The High Court in January last year found Chee liable for damages as a result of remarks made about Goh and Lee during the October 2001 election campaign.
The cases involved accusations by Chee, which he later retracted, that the former prime ministers had lent about 10 billion US dollars to then-Indonesian president Suharto at the height of the East Asian financial crisis in 1998.
Lee, Goh and other members of the PAP, which has ruled Singapore since independence in 1965, have a history of taking legal action against their political opponents and media critics. They argue they do so to protect their reputations.
Chee said he expects the government will call elections while he is in prison.
Even were he not in jail, his status as a bankrupt disqualifies him from running for office. He is preparing his party to field a few candidates and fight without him, but he says it is not easy in Singapore where people are afraid to associate with the opposition.
“People are just so fearful of, not just voting for the opposition, but deathly afraid of becoming candidates,” he says in his office decorated with posters of Burmese democracy icon Aung San Suu Kyi and Indonesian author Pramoedya Ananta Toer, a former political prisoner.
Opposition members currently hold two of the elected 84 seats in parliament. PAP holds the rest.
Chee says it really does not matter whether the opposition wins an extra seat.
What is needed, he says, is a discussion of the “fundamental issues” which he alleges include: the lack of judicial independence, an absence of press freedom, a lack of freedom of speech and assembly.
When he read his statement in court he was trying to address one of those “fundamental” issues, he says. For that, he makes no apology.
“I know that history will prove me right.”
Meanwhile in Nigeria…
Boycott shuts down Nigeria courts
BBC
14 Mar 06
Lawyers say they have shut down court proceedings across Nigeria, claiming their boycott is a complete success.
The Nigerian Bar Association says the protest is over the “failure of the government to comply with court orders and the violation of human rights”.

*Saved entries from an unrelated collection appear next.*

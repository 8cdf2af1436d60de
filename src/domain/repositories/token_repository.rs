//! Repository trait for API token authentication.

use crate::domain::entities::Role;
use crate::error::AppError;
use async_trait::async_trait;
use chrono::{DateTime, Utc};

/// API token entity with metadata.
///
/// Tokens are stored as HMAC-SHA256 hashes; the raw value is shown once at creation.
#[derive(Debug, Clone)]
pub struct ApiToken {
    pub id: i64,
    pub name: String,
    pub token_hash: String,
    /// Identity the token acts as.
    pub owner: String,
    pub role: Role,
    pub created_at: DateTime<Utc>,
    pub last_used_at: Option<DateTime<Utc>>,
    pub revoked_at: Option<DateTime<Utc>>,
}

/// Input data for issuing a token.
#[derive(Debug, Clone)]
pub struct NewApiToken {
    pub name: String,
    pub token_hash: String,
    pub owner: String,
    pub role: Role,
}

/// Repository interface for API token management.
///
/// # Implementations
///
/// - [`crate::infrastructure::persistence::PgTokenRepository`] - PostgreSQL implementation
/// - Test mocks available with `cfg(test)`
#[cfg_attr(test, mockall::automock)]
#[async_trait]
pub trait TokenRepository: Send + Sync {
    /// Finds a non-revoked token by hash.
    async fn find_active(&self, token_hash: &str) -> Result<Option<ApiToken>, AppError>;

    /// Updates the `last_used_at` timestamp for a token.
    async fn update_last_used(&self, token_hash: &str) -> Result<(), AppError>;

    /// Creates a new API token.
    ///
    /// # Errors
    ///
    /// Returns [`AppError::Conflict`] if the name or hash already exists.
    async fn create_token(&self, new_token: NewApiToken) -> Result<ApiToken, AppError>;

    /// Lists all tokens, oldest first.
    async fn list_tokens(&self) -> Result<Vec<ApiToken>, AppError>;

    async fn find_by_id(&self, id: i64) -> Result<Option<ApiToken>, AppError>;

    async fn find_by_name(&self, name: &str) -> Result<Option<ApiToken>, AppError>;

    /// Revokes a token, preventing further authentication.
    ///
    /// # Errors
    ///
    /// Returns [`AppError::NotFound`] if the token does not exist.
    async fn revoke_token(&self, id: i64) -> Result<(), AppError>;
}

President Lanke Odogiyon said disregard for the rule of law was reminiscent of Nigeria under the military.
He said the only case in the capital, Abuja, was the government failing to get a court order to stop the strike.
The Bar Association says most of its 50,000 membership followed the call on the first day of the two-day boycott and stayed away.
Political battles
The Bar Association said it wanted to demonstrate what would happen if the justice system in Nigeria ceased to function.
The lawyers say national and state governments routinely ignore court orders they do not like.
“The problem of disobedience towards court orders by members of the executive arm at all tiers of government… which was prevalent during the military dictatorship, has reared its ugly head under the present democratic dispensation,” Mr Odogiyon said.
He said the problem was not just limited to disobeying court orders.
Every day, he said, defenceless citizens were shot dead by members of the security services and law enforcement agencies.
The government disputes all this and has called on Nigerian lawyers to ignore the boycott.
The BBC’s Alex Last in Lagos says the protest is a public display of dissatisfaction with the state of affairs in Nigeria.
He says a further concern is that political battles in Nigeria are often fought in court, and with general elections due in 2007, lawyers want to know that judgements will be obeyed.